[Opening Entries supplied section]

use cosmwasm_std::{Uint128, Uint256};

use crate::math::N;

/// Observable outcome of a state-mutating [`crate::engine::PoolEngine`]
/// operation, returned to the caller the way a CosmWasm contract would
/// attach `attr(...)` pairs to its `Response` — this core has no transaction
/// context of its own to attach them to, so the event is the return value.
#[derive(Debug, Clone, PartialEq, Eq)]
pub enum PoolEvent<Account> {
    TokenExchange {
        buyer: Account,
        offer_index: usize,
        offer_amount: Uint128,
        ask_index: usize,
        return_amount: Uint128,
    },
    AddLiquidity {
        provider: Account,
        amounts: [Uint128; N],
        fees: [Uint128; N],
        invariant: Uint256,
        new_supply: Uint128,
    },
    RemoveLiquidity {
        provider: Account,
        amounts: [Uint128; N],
        new_supply: Uint128,
    },
    RemoveLiquidityImbalance {
        provider: Account,
        amounts: [Uint128; N],
        fees: [Uint128; N],
        invariant: Uint256,
        new_supply: Uint128,
    },
    RemoveLiquidityOne {
        provider: Account,
        index: usize,
        amount: Uint128,
    },
    RampA {
        old_a: u64,
        new_a: u64,
        initial_time: u64,
        future_time: u64,
    },
    StopRampA {
        amp: u64,
        time: u64,
    },
    CommitNewFee {
        deadline: u64,
        fee: u64,
        admin_fee: u64,
    },
    NewFee {
        fee: u64,
        admin_fee: u64,
    },
}
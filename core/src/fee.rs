use cosmwasm_std::Uint256;

use crate::error::PoolError;
use crate::math::N;

/// Denominator trading and admin fees are expressed against.
pub const FEE_DENOM: u128 = 10_000_000_000;

/// Upper bound on the trading fee (0.5%), expressed as a numerator over [`FEE_DENOM`].
pub const MAX_FEE: u64 = 5_000_000_000;

/// Upper bound on the admin's share of collected fees (10%).
pub const MAX_ADMIN_FEE: u64 = 10_000_000_000;

/// Trading-fee and liquidity-imbalance-fee arithmetic, all in canonical units.
pub struct FeeMath;

impl FeeMath {
    /// The trading-fee portion of a raw canonical swap output.
    pub fn trading_fee(dy_raw: Uint256, fee: u64) -> Result<Uint256, PoolError> {
        dy_raw
            .checked_mul(Uint256::from(fee))?
            .checked_div(Uint256::from(FEE_DENOM))
            .map_err(Into::into)
    }

    /// The admin's cut of a fee amount already collected.
    pub fn admin_portion(fee_amount: Uint256, admin_fee: u64) -> Result<Uint256, PoolError> {
        fee_amount
            .checked_mul(Uint256::from(admin_fee))?
            .checked_div(Uint256::from(FEE_DENOM))
            .map_err(Into::into)
    }

    /// The elevated per-asset fee rate applied to imbalanced deposits and
    /// withdrawals: `fee * N / (4 * (N - 1))`.
    pub fn imbalance_fee_rate(fee: u64) -> Result<Uint256, PoolError> {
        Uint256::from(fee)
            .checked_mul(Uint256::from(N as u128))?
            .checked_div(Uint256::from(4 * (N as u128 - 1)))
            .map_err(Into::into)
    }

    /// The imbalance fee charged against one asset's deviation from its ideal,
    /// proportionally-rebalanced value.
    pub fn imbalance_fee(rate: Uint256, deviation: Uint256) -> Result<Uint256, PoolError> {
        rate.checked_mul(deviation)?
            .checked_div(Uint256::from(FEE_DENOM))
            .map_err(Into::into)
    }
}
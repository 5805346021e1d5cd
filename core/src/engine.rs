use cosmwasm_std::{Uint128, Uint256};
use itertools::izip;

use crate::error::PoolError;
use crate::events::PoolEvent;
use crate::fee::FeeMath;
use crate::ledger::AssetLedger;
use crate::math::{
    self, compute_d, compute_y, compute_y_given_d, from_canonical, output_with_margin,
    to_canonical, to_canonical_vec, N, PRECISION,
};
use crate::state::{PoolConfig, PoolState};

/// Intermediate result of distributing the §4.3 liquidity-imbalance fee
/// across a deposit or a withdrawal. Shared by [`PoolEngine::add_liquidity`],
/// [`PoolEngine::remove_liquidity_imbalance`] and [`PoolEngine::quote_share`]
/// so the fee math is written exactly once.
struct ImbalanceResult {
    d0: Uint256,
    d2: Uint256,
    /// Balances to actually store: `new_bal` with the admin's cut of the
    /// per-asset fee already excluded.
    book_balances: [Uint128; N],
    /// Full per-asset fee charged (admin's cut plus the LP-retained portion),
    /// in native units, reported on the [`PoolEvent`].
    fees: [Uint128; N],
}

/// Orchestrates deposit, withdrawal, swap, and governance operations over a
/// fixed three-asset StableSwap pool. Generic over the [`AssetLedger`]
/// implementation that actually custodies tokens and mints/burns shares —
/// this type never inspects token identities or performs I/O itself.
pub struct PoolEngine<L: AssetLedger> {
    pub config: PoolConfig,
    pub state: PoolState,
    ledger: L,
    assets: [L::Asset; N],
    owner: L::Account,
    /// The pool's own account handle, used only to read back its true
    /// custody balance for admin-fee accounting.
    pool_account: L::Account,
    busy: bool,
}
use cosmwasm_std::{Uint128, Uint256};

use crate::amp::{AmpSchedule, MAX_A};
use crate::error::PoolError;
use crate::fee::{MAX_ADMIN_FEE, MAX_FEE};
use crate::governance::GovernanceSchedule;
use crate::math::N;

/// Immutable, per-asset configuration fixed at pool construction: each
/// asset's precision multiplier into canonical (18-decimal) units.
#[derive(Debug, Clone, Copy, PartialEq, Eq)]
pub struct PoolConfig {
    pub mul: [Uint256; N],
}

impl PoolConfig {
    /// Builds the precision multipliers from each asset's native decimal
    /// count. The multiplier for an 18-decimal asset is `1`; for a 6-decimal
    /// asset it is `10^12`.
    pub fn from_decimals(decimals: [u8; N]) -> Result<Self, PoolError> {
        let mut mul = [Uint256::one(); N];
        for (i, d) in decimals.iter().enumerate() {
            if *d > 18 {
                return Err(PoolError::InvalidConfig(format!(
                    "asset {i} decimals {d} exceeds canonical precision 18"
                )));
            }
            mul[i] = Uint256::from(10u128.pow((18 - d) as u32));
        }
        Ok(Self { mul })
    }
}

/// Mutable pool state: balances, the amplification ramp, the fee governance
/// schedule, active fees, and the kill switch.
#[derive(Debug, Clone, PartialEq, Eq)]
pub struct PoolState {
    pub balances: [Uint128; N],
    pub fee: u64,
    pub admin_fee: u64,
    pub amp_schedule: AmpSchedule,
    pub gov_schedule: GovernanceSchedule,
    pub killed: bool,
}

impl PoolState {
    /// Constructs a fresh, empty pool. Validates `initial_a`, `fee`, and
    /// `admin_fee` against their caps (spec §6 constructor configuration).
    pub fn new(initial_a: u64, fee: u64, admin_fee: u64, now: u64) -> Result<Self, PoolError> {
        if initial_a == 0 || initial_a >= MAX_A {
            return Err(PoolError::InvalidConfig(format!(
                "initial_a must be in (0, {MAX_A})"
            )));
        }
        if fee > MAX_FEE {
            return Err(PoolError::InvalidConfig(format!(
                "fee must not exceed {MAX_FEE}"
            )));
        }
        if admin_fee > MAX_ADMIN_FEE {
            return Err(PoolError::InvalidConfig(format!(
                "admin_fee must not exceed {MAX_ADMIN_FEE}"
            )));
        }

        Ok(Self {
            balances: [Uint128::zero(); N],
            fee,
            admin_fee,
            amp_schedule: AmpSchedule::constant(initial_a, now),
            gov_schedule: GovernanceSchedule::default(),
            killed: false,
        })
    }
}
use crate::error::PoolError;
use crate::fee::{MAX_ADMIN_FEE, MAX_FEE};

/// Timelock for governance-controlled parameter changes: 3 days.
pub const ADMIN_ACTIONS_DELAY: u64 = 3 * 86_400;

/// Time-locked commit/apply schedule for the trading and admin fees.
///
/// `deadline == 0` means no change is pending. A pending change is neither
/// observable in the active fee nor re-committable until it is applied; there
/// is no revocation primitive.
#[derive(Debug, Clone, Copy, PartialEq, Eq, Default)]
pub struct GovernanceSchedule {
    pub deadline: u64,
    pub pending_fee: u64,
    pub pending_admin_fee: u64,
}

impl GovernanceSchedule {
    /// Commits a new `(fee, admin_fee)` pair, to become active once [`Self::apply`]
    /// is called no sooner than [`ADMIN_ACTIONS_DELAY`] seconds from `now`.
    pub fn commit(&mut self, new_fee: u64, new_admin_fee: u64, now: u64) -> Result<(), PoolError> {
        if self.deadline != 0 {
            return Err(PoolError::PendingActionExists {});
        }
        if new_fee > MAX_FEE || new_admin_fee > MAX_ADMIN_FEE {
            return Err(PoolError::InvalidConfig(
                "fee or admin_fee exceeds the allowed cap".into(),
            ));
        }
        self.deadline = now + ADMIN_ACTIONS_DELAY;
        self.pending_fee = new_fee;
        self.pending_admin_fee = new_admin_fee;
        Ok(())
    }

    /// Applies the pending change once its deadline has passed, returning the
    /// newly active `(fee, admin_fee)` pair for the caller to store.
    pub fn apply(&mut self, now: u64) -> Result<(u64, u64), PoolError> {
        if self.deadline == 0 {
            return Err(PoolError::NoPendingAction {});
        }
        if now < self.deadline {
            return Err(PoolError::DelayNotMet {});
        }
        let applied = (self.pending_fee, self.pending_admin_fee);
        self.deadline = 0;
        Ok(applied)
    }
}
use std::collections::HashMap;

use cosmwasm_std::Uint128;
use tripeg_stableswap_core::{AssetLedger, PoolError};

/// In-memory stand-in for real token custody: one balance table per asset
/// plus a share ledger, keyed by opaque string accounts. Lets pool tests
/// exercise `PoolEngine` without any on-chain context.
#[derive(Debug, Clone, Default)]
pub struct MockLedger {
    balances: HashMap<(u8, String), Uint128>,
    shares: HashMap<String, Uint128>,
    share_supply: Uint128,
}

impl MockLedger {
    pub fn new() -> Self {
        Self::default()
    }

    /// Credits `account` with `amount` of asset `asset` outside of any pool
    /// operation, as if a prior transfer had already settled.
    pub fn fund(&mut self, asset: u8, account: &str, amount: Uint128) {
        *self
            .balances
            .entry((asset, account.to_string()))
            .or_insert_with(Uint128::zero) += amount;
    }

    pub fn share_balance(&self, account: &str) -> Uint128 {
        *self.shares.get(account).unwrap_or(&Uint128::zero())
    }
}

impl AssetLedger for MockLedger {
    type Account = String;
    type Asset = u8;

    fn move_in(
        &mut self,
        asset: &Self::Asset,
        from: &Self::Account,
        amount: Uint128,
    ) -> Result<(), PoolError> {
        let from_key = (*asset, from.clone());
        let from_balance = self.balances.entry(from_key).or_insert_with(Uint128::zero);
        *from_balance = from_balance.checked_sub(amount)?;

        let pool_key = (*asset, POOL.to_string());
        let pool_balance = self.balances.entry(pool_key).or_insert_with(Uint128::zero);
        *pool_balance = pool_balance.checked_add(amount)?;
        Ok(())
    }

    fn move_out(
        &mut self,
        asset: &Self::Asset,
        to: &Self::Account,
        amount: Uint128,
    ) -> Result<(), PoolError> {
        let pool_key = (*asset, POOL.to_string());
        let pool_balance = self.balances.entry(pool_key).or_insert_with(Uint128::zero);
        *pool_balance = pool_balance.checked_sub(amount)?;

        let to_key = (*asset, to.clone());
        let to_balance = self.balances.entry(to_key).or_insert_with(Uint128::zero);
        *to_balance = to_balance.checked_add(amount)?;
        Ok(())
    }

    fn balance_of(&self, asset: &Self::Asset, who: &Self::Account) -> Result<Uint128, PoolError> {
        Ok(*self
            .balances
            .get(&(*asset, who.clone()))
            .unwrap_or(&Uint128::zero()))
    }

    fn mint_shares(&mut self, to: &Self::Account, amount: Uint128) -> Result<(), PoolError> {
        let balance = self.shares.entry(to.clone()).or_insert_with(Uint128::zero);
        *balance = balance.checked_add(amount)?;
        self.share_supply = self.share_supply.checked_add(amount)?;
        Ok(())
    }

    fn burn_shares(&mut self, from: &Self::Account, amount: Uint128) -> Result<(), PoolError> {
        let balance = self
            .shares
            .entry(from.clone())
            .or_insert_with(Uint128::zero);
        *balance = balance.checked_sub(amount)?;
        self.share_supply = self.share_supply.checked_sub(amount)?;
        Ok(())
    }

    fn share_supply(&self) -> Result<Uint128, PoolError> {
        Ok(self.share_supply)
    }
}

/// Pool custody here is tracked implicitly by the `MockLedger`'s own
/// `(asset, account)` balance table: a pool account is just another account.
pub const POOL: &str = "pool";
pub const OWNER: &str = "owner";
pub const ALICE: &str = "alice";
pub const BOB: &str = "bob";

/// The three fixed assets, by native decimals: one 18-decimal asset (index 0)
/// and two 6-decimal assets (indices 1 and 2), matching the pool's required
/// composition.
pub const ASSET_18: u8 = 0;
pub const ASSET_6_A: u8 = 1;
pub const ASSET_6_B: u8 = 2;
use std::io::{self, Write};
use std::process::ExitCode;

use life_game::cli::{self, Args};
use life_game::{Game, GameError, ResultsFormat};

fn main() -> ExitCode {
    // Game text goes to stdout; logs stay quiet on stderr unless RUST_LOG says otherwise.
    let _ = env_logger::Builder::from_env(env_logger::Env::default().default_filter_or("warn")).try_init();

    match run(&cli::parse_args()) {
        Ok(()) => ExitCode::SUCCESS,
        Err(e) => {
            eprintln!("error: {e}");
            ExitCode::FAILURE
        }
    }
}

fn run(args: &Args) -> Result<(), GameError> {
    let config = args.resolve_config()?;
    let mut game = Game::with_default_roster(&config)?;

    let stdout = io::stdout();
    let mut out = stdout.lock();
    let summary = game.start(io::stdin().lock(), &mut out)?;

    if config.results == ResultsFormat::Json {
        serde_json::to_writer_pretty(&mut out, &summary)?;
        writeln!(out)?;
    }
    Ok(())
}
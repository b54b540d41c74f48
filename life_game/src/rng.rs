//! Seeded random number generation.
//!
//! Every random draw in a game goes through one [`GameRng`], so a game run
//! with the same seed and the same input produces the same transcript.

use rand::{Rng, SeedableRng};
use rand_chacha::ChaCha8Rng;

#[derive(Clone, Debug)]
pub struct GameRng {
    inner: ChaCha8Rng,
    seed: u64,
}

impl GameRng {
    /// Create a new RNG with the given seed.
    #[must_use]
    pub fn new(seed: u64) -> Self {
        Self {
            inner: ChaCha8Rng::seed_from_u64(seed),
            seed,
        }
    }

    /// Create an RNG with a seed drawn from the thread RNG.
    #[must_use]
    pub fn from_entropy() -> Self {
        Self::new(rand::random())
    }

    /// The seed this RNG started from, for replaying a game.
    #[must_use]
    pub fn seed(&self) -> u64 {
        self.seed
    }

    /// Generate a random integer in the given range.
    pub fn gen_range(&mut self, range: std::ops::Range<i32>) -> i32 {
        self.inner.gen_range(range)
    }

    /// Generate a random boolean with given probability of true.
    pub fn gen_bool(&mut self, probability: f64) -> bool {
        self.inner.gen_bool(probability)
    }
}
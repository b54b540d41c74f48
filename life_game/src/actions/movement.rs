//! Movement actions. `Jog` replaces the walking behaviour of `Move`;
//! `MountainJog` runs a `Jog` and adds to it.

use std::io::Write;

use life_rules::{ActionSubscriber, Buff, BuffsDelta};

use super::{Action, TurnContext};
use crate::error::GameError;

/// A short walk that may pick up a herb or a coffee on the way.
#[derive(Debug, Clone, Copy, Default)]
pub struct Move;

impl Move {
    pub const RAND_LIMIT: i32 = 12;
}

impl Action for Move {
    fn execute(&self, subscriber: &mut dyn ActionSubscriber, ctx: &mut TurnContext<'_>) -> Result<(), GameError> {
        let name = subscriber.subscriber_description();
        writeln!(ctx.out, "🚶🏻‍♂️ Moved player {name}")?;

        let delta = ctx.random_delta(Self::RAND_LIMIT);
        let buffs = match delta.x % 3 {
            0 => {
                writeln!(ctx.out, "{name} found magical herb in the Himalayas 🌿")?;
                BuffsDelta::adding(Buff::herb())
            }
            1 => {
                writeln!(ctx.out, "{name} ordered coffee ☕")?;
                BuffsDelta::adding(Buff::coffee())
            }
            _ => BuffsDelta::default(),
        };

        if !buffs.is_empty() {
            subscriber.apply_buffs(&buffs);
        }
        subscriber.apply_position(&delta);
        Ok(())
    }

    fn description(&self, subscriber: &dyn ActionSubscriber) -> String {
        format!("🚶🏻‍♂️ Move player {}", subscriber.subscriber_description())
    }
}

/// A longer run. No buffs are found while running.
#[derive(Debug, Clone, Copy, Default)]
pub struct Jog;

impl Jog {
    pub const RAND_LIMIT: i32 = 24;
}

impl Action for Jog {
    fn execute(&self, subscriber: &mut dyn ActionSubscriber, ctx: &mut TurnContext<'_>) -> Result<(), GameError> {
        writeln!(ctx.out, "🏃 Player's running {}", subscriber.subscriber_description())?;
        let delta = ctx.random_delta(Self::RAND_LIMIT);
        subscriber.apply_position(&delta);
        Ok(())
    }

    fn description(&self, subscriber: &dyn ActionSubscriber) -> String {
        format!("🏃 Run player {}", subscriber.subscriber_description())
    }
}

/// A jog over the mountains.
#[derive(Debug, Clone, Copy, Default)]
pub struct MountainJog {
    jog: Jog,
}

impl Action for MountainJog {
    fn execute(&self, subscriber: &mut dyn ActionSubscriber, ctx: &mut TurnContext<'_>) -> Result<(), GameError> {
        self.jog.execute(subscriber, ctx)?;
        writeln!(ctx.out, " He/she seems to be running over the mountains!")?;
        Ok(())
    }

    fn description(&self, subscriber: &dyn ActionSubscriber) -> String {
        format!("⛰️ Mountain run player {}", subscriber.subscriber_description())
    }
}

#[cfg(test)]
mod tests {
    use super::*;
    use crate::actions::testing::Recorder;
    use crate::rng::GameRng;

    fn run(action: &dyn Action, seed: u64) -> (Recorder, String) {
        let mut recorder = Recorder::default();
        let mut rng = GameRng::new(seed);
        let mut out = Vec::new();
        let mut ctx = TurnContext::new(&mut rng, &mut out);
        action.execute(&mut recorder, &mut ctx).unwrap();
        (recorder, String::from_utf8(out).unwrap())
    }

    #[test]
    fn test_move_stays_in_range_and_matches_buff() {
        for seed in 0..40 {
            let (recorder, out) = run(&Move, seed);
            assert!(out.starts_with("🚶🏻‍♂️ Moved player recorder\n"));
            assert_eq!(recorder.positions.len(), 1);

            let delta = recorder.positions[0];
            assert!((0..Move::RAND_LIMIT).contains(&delta.x));
            assert!((0..Move::RAND_LIMIT).contains(&delta.y));

            match delta.x % 3 {
                0 => {
                    assert_eq!(recorder.buffs.len(), 1);
                    assert!(recorder.buffs[0].add.contains(&Buff::herb()));
                    assert!(out.contains("recorder found magical herb in the Himalayas 🌿"));
                }
                1 => {
                    assert_eq!(recorder.buffs.len(), 1);
                    assert!(recorder.buffs[0].add.contains(&Buff::coffee()));
                    assert!(out.contains("recorder ordered coffee ☕"));
                }
                _ => {
                    assert!(recorder.buffs.is_empty());
                    assert_eq!(out.lines().count(), 1);
                }
            }
        }
    }

    #[test]
    fn test_jog_only_moves() {
        for seed in 0..20 {
            let (recorder, out) = run(&Jog, seed);
            assert_eq!(out, "🏃 Player's running recorder\n");
            assert!(recorder.buffs.is_empty());
            let delta = recorder.positions[0];
            assert!((0..Jog::RAND_LIMIT).contains(&delta.x));
            assert!((0..Jog::RAND_LIMIT).contains(&delta.y));
        }
    }

    #[test]
    fn test_mountain_jog_extends_jog() {
        let (jog, _) = run(&Jog, 5);
        let (mountain, out) = run(&MountainJog::default(), 5);
        assert_eq!(jog.positions, mountain.positions);
        assert_eq!(
            out,
            "🏃 Player's running recorder\n He/she seems to be running over the mountains!\n"
        );
    }

    #[test]
    fn test_descriptions() {
        let recorder = Recorder::default();
        assert_eq!(Move.description(&recorder), "🚶🏻‍♂️ Move player recorder");
        assert_eq!(Jog.description(&recorder), "🏃 Run player recorder");
        assert_eq!(MountainJog::default().description(&recorder), "⛰️ Mountain run player recorder");
    }
}
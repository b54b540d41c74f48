//! The administrator's way out of the game.

use std::io::Write;

use life_rules::{ActionSubscriber, Buff, BuffsDelta, StatsDelta};

use super::{Action, TurnContext};
use crate::error::GameError;

/// Drink a potion that kills the administrator half of the time.
/// When it fails the administrator is left with a levelling debuff.
#[derive(Debug, Clone, Copy, Default)]
pub struct AdminSuicide;

impl AdminSuicide {
    pub const LETHAL: StatsDelta = StatsDelta {
        delta_level: 0,
        delta_health: -10_000,
    };
}

impl Action for AdminSuicide {
    fn execute(&self, subscriber: &mut dyn ActionSubscriber, ctx: &mut TurnContext<'_>) -> Result<(), GameError> {
        if ctx.rng.gen_bool(0.5) {
            writeln!(ctx.out, "gg 🙂")?;
            subscriber.apply_stats(&Self::LETHAL);
        } else {
            writeln!(
                ctx.out,
                "uh oh 🤔 your potion didn't work so you didn't die but you'll level up much slower; you can try this one again 😋"
            )?;
            subscriber.apply_buffs(&BuffsDelta::adding(Buff::bad_potion()));
        }
        Ok(())
    }

    fn description(&self, _subscriber: &dyn ActionSubscriber) -> String {
        "💀 Admin Suicide".to_owned()
    }
}

#[cfg(test)]
mod tests {
    use super::*;
    use crate::actions::testing::Recorder;
    use crate::rng::GameRng;
    use life_rules::{Player, Point};

    #[test]
    fn test_outcomes_are_exclusive() {
        let mut rng = GameRng::new(11);
        let (mut deaths, mut potions) = (0, 0);
        for _ in 0..64 {
            let mut recorder = Recorder::default();
            let mut out = Vec::new();
            let mut ctx = TurnContext::new(&mut rng, &mut out);
            AdminSuicide.execute(&mut recorder, &mut ctx).unwrap();
            let out = String::from_utf8(out).unwrap();

            if out.starts_with("gg 🙂") {
                deaths += 1;
                assert_eq!(recorder.stats, vec![AdminSuicide::LETHAL]);
                assert!(recorder.buffs.is_empty());
            } else {
                potions += 1;
                assert!(out.starts_with("uh oh 🤔"));
                assert!(recorder.stats.is_empty());
                assert!(recorder.held.contains(&Buff::bad_potion()));
            }
        }
        assert!(deaths > 0);
        assert!(potions > 0);
    }

    #[test]
    fn test_lethal_delta_zeroes_player_health() {
        let mut player = Player::new("aldrt23", 32, Point::new(3, 2)).unwrap();
        player.apply_stats(&AdminSuicide::LETHAL);
        assert_eq!(player.health(), 0);
    }

    #[test]
    fn test_description() {
        assert_eq!(AdminSuicide.description(&Recorder::default()), "💀 Admin Suicide");
    }
}
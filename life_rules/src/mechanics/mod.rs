//! Game mechanics: stat deltas, buff multipliers and buff sets.

use serde::{Deserialize, Serialize};
use std::cmp::Ordering;
use std::collections::BTreeSet;

use crate::error::RulesError;

/// Additive change to a player's level and health.
#[derive(Debug, Clone, Copy, PartialEq, Eq, Default, Serialize, Deserialize)]
pub struct StatsDelta {
    pub delta_level: i32,
    pub delta_health: i32,
}

/// Multiplicative effect carried by a buff.
#[derive(Debug, Clone, Copy, PartialEq, Serialize, Deserialize)]
pub struct StatsDeltaMultiply {
    pub multiply_level: f32,
    pub multiply_health: f32,
}

impl StatsDeltaMultiply {
    pub const IDENTITY: Self = Self {
        multiply_level: 1.0,
        multiply_health: 1.0,
    };

    pub const fn new(multiply_level: f32, multiply_health: f32) -> Self {
        Self {
            multiply_level,
            multiply_health,
        }
    }
}

/// A named effect a player can hold.
///
/// Two buffs are the same buff when their descriptions match. Sets order
/// buffs by description length in characters first.
#[derive(Debug, Clone, Serialize)]
pub struct Buff {
    effect: StatsDeltaMultiply,
    description: String,
}

impl Buff {
    pub const MAX_DESCRIPTION_LENGTH: usize = 30;
    pub const MAX_BUFF_SUM: f32 = 10.0;

    pub fn new(effect: StatsDeltaMultiply, description: impl Into<String>) -> Result<Self, RulesError> {
        let description = description.into();
        let length = description.chars().count();
        if length > Self::MAX_DESCRIPTION_LENGTH {
            return Err(RulesError::DescriptionTooLong {
                max: Self::MAX_DESCRIPTION_LENGTH,
                actual: length,
            });
        }

        let sum = effect.multiply_level + effect.multiply_health;
        if sum > Self::MAX_BUFF_SUM {
            return Err(RulesError::BuffSumTooHigh {
                max: Self::MAX_BUFF_SUM,
                actual: sum,
            });
        }

        Ok(Self { effect, description })
    }

    /// Magical herb found while wandering.
    pub fn herb() -> Self {
        Self::catalogue(StatsDeltaMultiply::new(1.5, 1.5), "🌿")
    }

    pub fn coffee() -> Self {
        Self::catalogue(StatsDeltaMultiply::new(1.3, 1.3), "☕")
    }

    /// Left behind by a failed suicide potion: levelling slows to a crawl.
    pub fn bad_potion() -> Self {
        Self::catalogue(StatsDeltaMultiply::new(0.1, 1.0), "🧪⚰️")
    }

    // Catalogue entries are known to satisfy both limits.
    fn catalogue(effect: StatsDeltaMultiply, description: &str) -> Self {
        Self {
            effect,
            description: description.to_owned(),
        }
    }

    pub fn description(&self) -> &str {
        &self.description
    }

    pub fn effect(&self) -> StatsDeltaMultiply {
        self.effect
    }
}

impl PartialEq for Buff {
    fn eq(&self, other: &Self) -> bool {
        self.description == other.description
    }
}

impl Eq for Buff {}

impl PartialOrd for Buff {
    fn partial_cmp(&self, other: &Self) -> Option<Ordering> {
        Some(self.cmp(other))
    }
}

impl Ord for Buff {
    fn cmp(&self, other: &Self) -> Ordering {
        self.description
            .chars()
            .count()
            .cmp(&other.description.chars().count())
            .then_with(|| self.description.cmp(&other.description))
    }
}

pub type BuffSet = BTreeSet<Buff>;

/// Buffs to take away and buffs to grant, applied in that order.
#[derive(Debug, Clone, Default, Serialize)]
pub struct BuffsDelta {
    pub add: BuffSet,
    pub remove: BuffSet,
}

impl BuffsDelta {
    pub fn adding(buff: Buff) -> Self {
        Self {
            add: BuffSet::from([buff]),
            remove: BuffSet::new(),
        }
    }

    pub fn removing(buff: Buff) -> Self {
        Self {
            add: BuffSet::new(),
            remove: BuffSet::from([buff]),
        }
    }

    pub fn is_empty(&self) -> bool {
        self.add.is_empty() && self.remove.is_empty()
    }
}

[Closing Entries supplied section]

Check each line of the records above for "fees", and copy those that have it.

Response to this task –
        fees: [Uint128; N],
        fees: [Uint128; N],
/// Denominator trading and admin fees are expressed against.
/// Upper bound on the admin's share of collected fees (10%).
    fees: [Uint128; N],
/// schedule, active fees, and the kill switch.
/// Time-locked commit/apply schedule for the trading and admin fees.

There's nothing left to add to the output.